4️⃣ Rule 67 – Premature Retirement (on Administrative Grounds)
- The Government may retire an employee before the age of superannuation if:
- The post held is abolished, or
- Retrenchment becomes necessary due to administrative reorganization or redundancy.
- In such cases, employees are given at least **three months’ notice or three months’ pay** in lieu of notice.
- They are entitled to full pension and retirement benefits as admissible for normal retirement.
Note: Premature retirement is distinct from compulsory retirement; it is purely an administrative measure.
5️⃣ Rule 68 – Re-employment after Retirement
- Re-employment after superannuation may be granted to utilize the experience of retired employees in public interest.
- Normally for **one year at a time**, extendable up to **60 years of age**, with Finance Department approval (see Rules 150–151 for detailed re-employment conditions).
- Re-employed persons are treated as temporary employees with pay fixed under government instructions.
6️⃣ Rule 69 – Retirement Notice and Review
- Every department shall maintain a list of officers approaching the age of retirement.
- Retirement notices must be issued **at least three months in advance**.
- Review of service records may be conducted periodically for employees aged 50 years and above to assess suitability for continued service.
7️⃣ Rule 70 – Treatment of Service on Retirement
- Service is deemed to terminate automatically on the afternoon of the last day of the retirement month.
- Final settlement of pension, gratuity, leave encashment, and GPF/NPS must be initiated well before that date.
- Any delay or error in retirement processing shall be viewed seriously by the Government.
✅ Summary Table – Haryana Govt Retirement Rules (Rules 64–70)

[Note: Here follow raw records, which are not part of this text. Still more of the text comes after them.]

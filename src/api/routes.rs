//! API Routes
//!
//! Configures the Axum router with all admin endpoints.

use axum::{
    routing::{delete, get, post},
    Router,
};
use tower_http::{
    cors::{Any, CorsLayer},
    trace::TraceLayer,
};

use super::handlers::{
    clean_backups_handler, create_backup_handler, decrypt_fields_handler, delete_backup_handler,
    delete_value_handler, encrypt_fields_handler, get_value_handler, health_handler,
    list_backups_handler, migrate_fields_handler, put_value_handler, restore_backup_handler,
    rotate_key_handler, stats_handler, verify_backup_handler, AppState,
};

/// Creates the main router with all endpoints configured.
///
/// # Middleware
/// - CORS: Allows any origin (configurable for production)
/// - Tracing: Logs all requests for debugging
pub fn create_router(state: AppState) -> Router {
    // Configure CORS middleware
    let cors = CorsLayer::new()
        .allow_origin(Any)
        .allow_methods(Any)
        .allow_headers(Any);

    Router::new()
        .route("/health", get(health_handler))
        .route("/stats", get(stats_handler))
        .route(
            "/cache/:key",
            get(get_value_handler)
                .put(put_value_handler)
                .delete(delete_value_handler),
        )
        .route(
            "/backups",
            get(list_backups_handler).post(create_backup_handler),
        )
        .route("/backups/clean", post(clean_backups_handler))
        .route("/backups/:filename", delete(delete_backup_handler))
        .route("/backups/:filename/verify", get(verify_backup_handler))
        .route("/backups/:filename/restore", post(restore_backup_handler))
        .route("/fields/encrypt", post(encrypt_fields_handler))
        .route("/fields/decrypt", post(decrypt_fields_handler))
        .route("/fields/migrate", post(migrate_fields_handler))
        .route("/fields/rotate", post(rotate_key_handler))
        .layer(cors)
        .layer(TraceLayer::new_for_http())
        .with_state(state)
}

| Rule No. | Type of Retirement | Conditions / Age | Key Provisions |
|---|---|---|---|
| 64 | Superannuation | 58 years | Automatic retirement on last day of month on attaining 58 years. |
| 65 | Voluntary | 50 years or 20 years of service | Three months’ notice; Govt approval required. |
| 66 | Compulsory (Public Interest) | 55 years or 25 years service | Ordered by Govt to maintain efficiency; pension admissible. |
| 67 | Premature | Any age | Due to post abolition or retrenchment; 3 months’ notice or pay. |
| 68 | Re-employment | After retirement | Normally for one year; Finance Dept approval required. |
| 69 | Notice & Review | 50+ years | Departments to issue notices and review service records. |
| 70 | Service Termination | — | Automatic end of service; benefits processed before date. |
FAQs – Retirement Rules in Haryana Government
1. What is the retirement age in Haryana Government service?
The normal age of superannuation is 58 years, unless otherwise specified by the Government (Rule 64).
2. When can an employee opt for voluntary retirement?
After completing 20 years of qualifying service or on attaining 50 years of age, by giving three months’ notice (Rule 65).
3. What is the difference between compulsory and premature retirement?
Compulsory retirement is in public interest due to inefficiency or misconduct; premature retirement occurs due to administrative reasons like post abolition (Rules 66 & 67).
4. Can a retired employee be re-employed?
Yes, in public interest and with Government approval, usually for one year at a time (Rule 68).
5. Does compulsory retirement affect pension?
No. It is not a penalty; full pensionary benefits are allowed as per qualifying service (Rule 66).
6. What happens if a retirement notice is not issued?
The retirement still takes effect automatically on the due date under Rule 70.
Conclusion
The Retirement Rules (Rules 64–70) under the Haryana Civil Services (General) Rules, 2016 lay down clear provisions for superannuation, voluntary, compulsory, and premature retirement. They ensure fairness, transparency, and smooth post-retirement settlement for all Haryana Government employees.